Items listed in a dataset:
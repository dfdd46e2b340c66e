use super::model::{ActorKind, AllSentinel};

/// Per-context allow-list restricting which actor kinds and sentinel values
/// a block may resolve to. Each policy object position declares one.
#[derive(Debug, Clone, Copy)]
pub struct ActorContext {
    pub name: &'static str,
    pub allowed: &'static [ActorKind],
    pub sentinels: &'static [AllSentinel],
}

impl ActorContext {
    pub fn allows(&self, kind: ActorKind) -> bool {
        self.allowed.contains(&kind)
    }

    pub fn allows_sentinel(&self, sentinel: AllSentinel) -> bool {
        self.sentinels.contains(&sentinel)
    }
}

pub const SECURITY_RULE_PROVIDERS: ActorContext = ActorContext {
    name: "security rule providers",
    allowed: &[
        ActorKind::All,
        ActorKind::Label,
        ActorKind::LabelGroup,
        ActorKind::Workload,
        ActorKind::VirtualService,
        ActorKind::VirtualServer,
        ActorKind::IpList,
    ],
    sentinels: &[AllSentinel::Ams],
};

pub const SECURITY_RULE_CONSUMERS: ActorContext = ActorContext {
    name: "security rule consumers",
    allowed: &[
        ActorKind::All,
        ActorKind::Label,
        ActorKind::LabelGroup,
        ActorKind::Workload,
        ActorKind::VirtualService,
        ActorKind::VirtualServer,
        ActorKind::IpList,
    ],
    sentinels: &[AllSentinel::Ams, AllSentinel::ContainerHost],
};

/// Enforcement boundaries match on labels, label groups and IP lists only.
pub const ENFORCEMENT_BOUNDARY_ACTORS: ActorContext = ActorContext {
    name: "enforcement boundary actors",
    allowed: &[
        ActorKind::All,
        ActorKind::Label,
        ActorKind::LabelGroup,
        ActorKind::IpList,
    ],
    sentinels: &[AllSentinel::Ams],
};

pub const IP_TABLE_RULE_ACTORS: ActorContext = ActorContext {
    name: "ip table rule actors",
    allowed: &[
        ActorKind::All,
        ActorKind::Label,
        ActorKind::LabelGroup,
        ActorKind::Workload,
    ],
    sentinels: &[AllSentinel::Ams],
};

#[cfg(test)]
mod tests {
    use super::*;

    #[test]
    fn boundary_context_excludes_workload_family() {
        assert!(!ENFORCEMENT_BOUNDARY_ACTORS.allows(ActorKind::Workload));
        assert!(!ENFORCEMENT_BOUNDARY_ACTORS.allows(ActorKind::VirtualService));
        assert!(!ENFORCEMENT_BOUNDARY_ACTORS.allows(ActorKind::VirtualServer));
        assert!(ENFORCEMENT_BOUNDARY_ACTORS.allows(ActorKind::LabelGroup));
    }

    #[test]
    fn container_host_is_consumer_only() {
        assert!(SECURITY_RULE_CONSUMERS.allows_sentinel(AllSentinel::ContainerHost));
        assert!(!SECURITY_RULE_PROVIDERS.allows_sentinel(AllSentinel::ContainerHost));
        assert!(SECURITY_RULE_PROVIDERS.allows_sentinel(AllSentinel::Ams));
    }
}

What is required:
Transcribe all of the data exactly, leaving no line out.

The completed task:
repository dfdd46e2b340c66e
use super::model::{ActorKind, AllSentinel};

/// Per-context allow-list restricting which actor kinds and sentinel values
/// a block may resolve to. Each policy object position declares one.
#[derive(Debug, Clone, Copy)]
pub struct ActorContext {
    pub name: &'static str,
    pub allowed: &'static [ActorKind],
    pub sentinels: &'static [AllSentinel],
}

impl ActorContext {
    pub fn allows(&self, kind: ActorKind) -> bool {
        self.allowed.contains(&kind)
    }

    pub fn allows_sentinel(&self, sentinel: AllSentinel) -> bool {
        self.sentinels.contains(&sentinel)
    }
}

pub const SECURITY_RULE_PROVIDERS: ActorContext = ActorContext {
    name: "security rule providers",
    allowed: &[
        ActorKind::All,
        ActorKind::Label,
        ActorKind::LabelGroup,
        ActorKind::Workload,
        ActorKind::VirtualService,
        ActorKind::VirtualServer,
        ActorKind::IpList,
    ],
    sentinels: &[AllSentinel::Ams],
};

pub const SECURITY_RULE_CONSUMERS: ActorContext = ActorContext {
    name: "security rule consumers",
    allowed: &[
        ActorKind::All,
        ActorKind::Label,
        ActorKind::LabelGroup,
        ActorKind::Workload,
        ActorKind::VirtualService,
        ActorKind::VirtualServer,
        ActorKind::IpList,
    ],
    sentinels: &[AllSentinel::Ams, AllSentinel::ContainerHost],
};

/// Enforcement boundaries match on labels, label groups and IP lists only.
pub const ENFORCEMENT_BOUNDARY_ACTORS: ActorContext = ActorContext {
    name: "enforcement boundary actors",
    allowed: &[
        ActorKind::All,
        ActorKind::Label,
        ActorKind::LabelGroup,
        ActorKind::IpList,
    ],
    sentinels: &[AllSentinel::Ams],
};

pub const IP_TABLE_RULE_ACTORS: ActorContext = ActorContext {
    name: "ip table rule actors",
    allowed: &[
        ActorKind::All,
        ActorKind::Label,
        ActorKind::LabelGroup,
        ActorKind::Workload,
    ],
    sentinels: &[AllSentinel::Ams],
};

#[cfg(test)]
mod tests {
    use super::*;

    #[test]
    fn boundary_context_excludes_workload_family() {
        assert!(!ENFORCEMENT_BOUNDARY_ACTORS.allows(ActorKind::Workload));
        assert!(!ENFORCEMENT_BOUNDARY_ACTORS.allows(ActorKind::VirtualService));
        assert!(!ENFORCEMENT_BOUNDARY_ACTORS.allows(ActorKind::VirtualServer));
        assert!(ENFORCEMENT_BOUNDARY_ACTORS.allows(ActorKind::LabelGroup));
    }

    #[test]
    fn container_host_is_consumer_only() {
        assert!(SECURITY_RULE_CONSUMERS.allows_sentinel(AllSentinel::ContainerHost));
        assert!(!SECURITY_RULE_PROVIDERS.allows_sentinel(AllSentinel::ContainerHost));
        assert!(SECURITY_RULE_PROVIDERS.allows_sentinel(AllSentinel::Ams));
    }
}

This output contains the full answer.